すぐさまエリックのところへ飛んでいく。ありがたいことに、彼は酒を固辞していてすぐに反応してくれた。

「どうしました?」

《シャーリーがお酒を飲んじゃったの。あの子、お酒は生まれて初めてだからなにが起こるか……》

「……わかりました、行きます」

エリックはダル絡みする用心棒たちをどうにか撒いて、シャルロットがいるテーブルの端まで来た。

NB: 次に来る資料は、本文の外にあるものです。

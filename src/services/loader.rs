//! Suite loading: resolve a suite path through a [`SuiteSource`] and apply defaults.

use std::collections::HashMap;
use std::ffi::OsString;
use std::path::{Path, PathBuf};
use std::sync::Arc;

use async_trait::async_trait;
use serde::{Deserialize, Deserializer};
use serde_json::Value;
use tracing::debug;

use crate::error::LoadError;
use crate::models::{
    Callback, Expectation, LoadedSuite, Payload, RequestArgs, RequestData, SuiteDefinition,
    SuiteStatus, UnitPayload,
};
use crate::services::discovery::suite_identity;

/// Resolves suite paths into suite definitions.
///
/// Paths handed to a source are suite identities: normalized, with the file
/// extension stripped. A single-file run passes the path as given.
#[async_trait]
pub trait SuiteSource<R>: Send + Sync {
    async fn resolve(&self, path: &Path) -> Result<SuiteDefinition<R>, LoadError>;

    /// File extensions this source can load. `None` accepts every suite file.
    fn extensions(&self) -> Option<&[String]> {
        None
    }
}

/// Load one suite and materialize its defaults.
pub async fn load_suite<R, S>(source: &S, path: &Path) -> Result<LoadedSuite<R>, LoadError>
where
    S: SuiteSource<R> + ?Sized,
{
    let definition = source.resolve(path).await?;
    debug!("Loaded suite '{}' from {}", definition.name, path.display());
    Ok(LoadedSuite::from_definition(definition, path.to_path_buf()))
}

// ============================================================================
// JSON suite files
// ============================================================================

/// Reads suites from JSON files.
#[derive(Debug, Clone)]
pub struct FileSuiteSource {
    extensions: Vec<String>,
}

impl Default for FileSuiteSource {
    fn default() -> Self {
        Self {
            extensions: vec!["json".to_string()],
        }
    }
}

impl FileSuiteSource {
    pub fn new() -> Self {
        Self::default()
    }

    /// Extensions tried, in order, when the path itself is not a file.
    pub fn with_extensions<I, S>(extensions: I) -> Self
    where
        I: IntoIterator<Item = S>,
        S: Into<String>,
    {
        Self {
            extensions: extensions.into_iter().map(Into::into).collect(),
        }
    }

    async fn locate(&self, path: &Path) -> Option<PathBuf> {
        if is_file(path).await {
            return Some(path.to_path_buf());
        }
        for extension in &self.extensions {
            let mut candidate = OsString::from(path.as_os_str());
            candidate.push(".");
            candidate.push(extension);
            let candidate = PathBuf::from(candidate);
            if is_file(&candidate).await {
                return Some(candidate);
            }
        }
        None
    }
}

async fn is_file(path: &Path) -> bool {
    tokio::fs::metadata(path)
        .await
        .map(|metadata| metadata.is_file())
        .unwrap_or(false)
}

#[async_trait]
impl SuiteSource<Value> for FileSuiteSource {
    fn extensions(&self) -> Option<&[String]> {
        Some(self.extensions.as_slice())
    }

    async fn resolve(&self, path: &Path) -> Result<SuiteDefinition<Value>, LoadError> {
        let file = self
            .locate(path)
            .await
            .ok_or_else(|| LoadError::Unresolved {
                path: path.to_path_buf(),
            })?;

        let content = tokio::fs::read_to_string(&file)
            .await
            .map_err(|source| LoadError::Read {
                path: file.clone(),
                source,
            })?;

        parse_suite(&content).map_err(|reason| LoadError::NoSuiteExport { path: file, reason })
    }
}

/// Parse the content of a JSON suite file.
pub fn parse_suite(content: &str) -> Result<SuiteDefinition<Value>, String> {
    let value: Value =
        serde_json::from_str(content).map_err(|e| format!("invalid JSON: {}", e))?;
    if !value.is_object() {
        return Err("suite file must contain a JSON object".to_string());
    }
    let file: SuiteFile = serde_json::from_value(value).map_err(|e| e.to_string())?;
    Ok(file.into())
}

/// On-disk suite shape. Missing `name`/`url` are reported when the unit runs.
#[derive(Debug, Deserialize)]
#[serde(rename_all = "camelCase")]
struct SuiteFile {
    #[serde(default)]
    name: String,
    #[serde(default)]
    url: String,
    method: Option<String>,
    timeout: Option<u64>,
    bail: Option<bool>,
    status: Option<SuiteStatus>,
    #[serde(default)]
    payload: Option<PayloadFile>,
}

#[derive(Debug, Deserialize)]
#[serde(untagged)]
enum PayloadFile {
    List(Vec<UnitFile>),
    Single(UnitFile),
}

#[derive(Debug, Deserialize)]
#[serde(rename_all = "camelCase")]
struct UnitFile {
    name: Option<String>,
    #[serde(default)]
    args: RequestArgs,
    #[serde(default)]
    data: Option<Value>,
    /// `null` is a real expectation, absence is not
    #[serde(default, deserialize_with = "present")]
    expect: Option<Value>,
    #[serde(default, deserialize_with = "present")]
    callback: Option<Value>,
    resp_pluck: Option<Vec<String>>,
}

fn present<'de, D: Deserializer<'de>>(deserializer: D) -> Result<Option<Value>, D::Error> {
    Value::deserialize(deserializer).map(Some)
}

impl From<SuiteFile> for SuiteDefinition<Value> {
    fn from(file: SuiteFile) -> Self {
        SuiteDefinition {
            name: file.name,
            url: file.url,
            method: file.method,
            timeout: file.timeout,
            bail: file.bail,
            status: file.status,
            payload: file.payload.map(|payload| match payload {
                PayloadFile::List(units) => {
                    Payload::List(units.into_iter().map(UnitPayload::from).collect())
                }
                PayloadFile::Single(unit) => Payload::Single(unit.into()),
            }),
        }
    }
}

impl From<UnitFile> for UnitPayload<Value> {
    fn from(unit: UnitFile) -> Self {
        UnitPayload {
            name: unit.name,
            args: unit.args,
            data: unit
                .data
                .filter(|data| !data.is_null())
                .map(RequestData::Value),
            expect: unit.expect.map_or(Expectation::Absent, Expectation::Value),
            callback: unit.callback.map(|value| Callback::Invalid(value.to_string())),
            resp_pluck: unit.resp_pluck,
        }
    }
}

// ============================================================================
// Programmatic suites
// ============================================================================

type SuiteFactory<R> = Arc<dyn Fn() -> SuiteDefinition<R> + Send + Sync>;

/// Suites registered in code, keyed by suite identity.
///
/// Registered suites can carry native callbacks and asynchronous data or
/// expectation streams, which data files cannot express. Each resolution calls
/// the factory again, so streams are fresh for every run.
pub struct RegistrySuiteSource<R = Value> {
    suites: HashMap<PathBuf, SuiteFactory<R>>,
}

impl<R> Default for RegistrySuiteSource<R> {
    fn default() -> Self {
        Self {
            suites: HashMap::new(),
        }
    }
}

impl<R> RegistrySuiteSource<R> {
    pub fn new() -> Self {
        Self::default()
    }

    /// Register a suite for the file at `path`.
    pub fn register<F>(&mut self, path: impl AsRef<Path>, factory: F) -> &mut Self
    where
        F: Fn() -> SuiteDefinition<R> + Send + Sync + 'static,
    {
        self.suites
            .insert(suite_identity(path.as_ref()), Arc::new(factory));
        self
    }

    pub fn len(&self) -> usize {
        self.suites.len()
    }

    pub fn is_empty(&self) -> bool {
        self.suites.is_empty()
    }
}

#[async_trait]
impl<R: Send + 'static> SuiteSource<R> for RegistrySuiteSource<R> {
    async fn resolve(&self, path: &Path) -> Result<SuiteDefinition<R>, LoadError> {
        let factory = self
            .suites
            .get(path)
            .or_else(|| self.suites.get(&suite_identity(path)))
            .ok_or_else(|| LoadError::Unresolved {
                path: path.to_path_buf(),
            })?;
        Ok(factory())
    }
}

シャルロットはジョッキを抱えたまま俯いていた。長い髪のせいで表情は窺えない。

「シャルロット、どうしました?」

《シャーリー、エリックを連れてきたわよ》

二人で呼びかけるが反応しない。エリックは用心棒の女性らを見た。

「すみません、精霊に呼ばれてここに来たんですけど、どうかしたんですか?」

エリックが訊ねると、女性たちは気まずそうに顔を見合わせた。

「それが、お酒を勧めたら、一口でこうなっちゃって……」

「もしかして、お酒に弱い人だった?」

「お酒自体が初めてだったようなので、どうなるかはなんとも……」

その時、ゆっくりとシャルロットが顔を上げた。ほんの少しだけなのでまだ完全に表情は見えない。

だが、頬に涙の痕のようなものが見えた。

「しゃ、シャルロット?」

エリックがつっかえながら訊ねる。

シャルロットはそれに応えず、手にしたジョッキを静かに傾けた。

こきゅ、こきゅ、と喉が動く。ジョッキと一緒に顔もゆっくりと上がっていく。

両目からはらはらと涙を流していた。瞳は硝子玉のようになんの感情も映していない。

シャルロットは一度もジョッキを下ろすことなく、時間をかけて酒を飲み切った。

「…………」

ことん、とジョッキがテーブルに置かれる。

《ええと、シャーリー?》

ロゼットが控えめに訊ねる。

《その……お酒、初めてだったんでしょう? 大丈夫?》

シャルロットがゆっくりとロゼットの方を見る。涙は止まらない。

「……お母様」

ぞっとするほど澄んだ声で彼女は言った。